Does Medicine Really Expire?
Since 1979, the U.S. Food and Drug Administration (FDA) has required that pharmaceutical companies put expiration dates on prescription and over-the-counter medicines.
The date printed on a pill bottle is the date until which the medicine’s manufacturer will guarantee the drug’s safety and full potency. How long a drug actually remains safe and effective can vary.
Some medicines like insulin, nitroglycerin and liquid antibiotics, contain active ingredients that are known to become unstable after a prolonged time period. Yet other drugs and medications may have a longer shelf life than their packaging states. The effectiveness of these medicines may degrade over time, but may still offer some benefits.
That said, several years ago, Lee Cantrell, director of the San Diego Division of the California Poison Control System, had a rare opportunity to examine an old stash of drugs — including antihistamines, pain relievers and diet pills — found in the back of a pharmacy.
He found that those found medications, some of them at least 40 years past their manufacture date, still retained full potency. That study was published in the journal JAMA Internal Medicine in 2012. Cantrell published another study in 2017 showing that EpiPens — the expensive auto-injectors used to treat life-threatening allergic reactions — retained 84 percent of their potency more than four years past their expiration dates, suggesting that in an emergency, an expired EpiPen would be better than nothing.
Although the federal government, the FDA and the U.S. Department of Defense started the Shelf-Life Extension Program (SLEP) in 1986, a SLEP study in 2006 tested 122 different drugs stored under ideal conditions, and the results showed, the expiration date of a majority of the drugs in the SLEP storage were extended by an average of four years.

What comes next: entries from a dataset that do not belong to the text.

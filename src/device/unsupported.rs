//! Stand-in library for platforms without WPD

use crate::core::error::{MediaToolError, Result};
use crate::device::traits::{DeviceHandle, DeviceLibrary, DeviceObject};
use std::io::Read;

/// Library that never initializes
#[derive(Debug, Default)]
pub struct UnsupportedLibrary;

/// Never constructed
#[derive(Debug)]
pub enum NoDevice {}

impl DeviceHandle for NoDevice {
    fn find_object(&self, _path: &str) -> Option<DeviceObject> {
        match *self {}
    }

    fn list_children(&self, _object_id: &str) -> Result<Vec<DeviceObject>> {
        match *self {}
    }

    fn open_reader(&self, _object_id: &str) -> Result<Box<dyn Read + '_>> {
        match *self {}
    }

    fn delete(&self, _object_id: &str) -> Result<()> {
        match *self {}
    }
}

impl UnsupportedLibrary {
    pub fn new() -> Self {
        Self
    }
}

impl DeviceLibrary for UnsupportedLibrary {
    type Handle = NoDevice;

    fn init(&mut self) -> Result<()> {
        Err(MediaToolError::LibraryInit(
            "MTP devices are only supported on Windows (WPD)".to_string(),
        ))
    }

    fn teardown(&mut self) {}

    fn device_count(&self) -> usize {
        0
    }

    fn device_name(&self, _index: usize) -> String {
        String::new()
    }

    fn device_description(&self, _index: usize) -> String {
        String::new()
    }

    fn select_device(&mut self, index: usize) -> Result<NoDevice> {
        Err(MediaToolError::DeviceSelect {
            index,
            message: "no device library on this platform".to_string(),
        })
    }
}
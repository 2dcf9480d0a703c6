//! Core functionality module
//!
//! Device-independent import engine: the tree walker, the execution plan,
//! the copy and cleanup passes and the session that drives them per device.
//!
//! # Submodules
//!
//! - `config` - Configuration loading and generation
//! - `error` - Error types and result aliases
//! - `tree` - Device tree arena and the walker that fills it
//! - `plan` - Ordered list of files to copy
//! - `transfer` - Copying planned files into the staging directory
//! - `cleanup` - Removing copied files from the device
//! - `session` - Library lifecycle and device iteration
//! - `presets` - Named import sources and their rename passes
//! - `exiftool` - ExifTool command builder
//! - `staging` - Staging directory removal
//! - `local` - ExifTool passes over local folders

pub mod cleanup;
pub mod config;
pub mod error;
pub mod exiftool;
pub mod local;
pub mod plan;
pub mod presets;
pub mod progress;
pub mod session;
pub mod staging;
pub mod transfer;
pub mod tree;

Even so, the FDA still strongly warns consumers against taking expired medicine.
Because certain expired medications are at risk of bacterial growth and sub-potent antibiotics can fail to treat infections, leading to more serious illnesses and antibiotic resistance, the FDA strongly warns consumers against taking expired medicine.
The FDA also encourages people to bring their unused and expired meds to the National Prescription Drug Take-Back days, hosted by the U.S. Drug Enforcement Administration (DEA).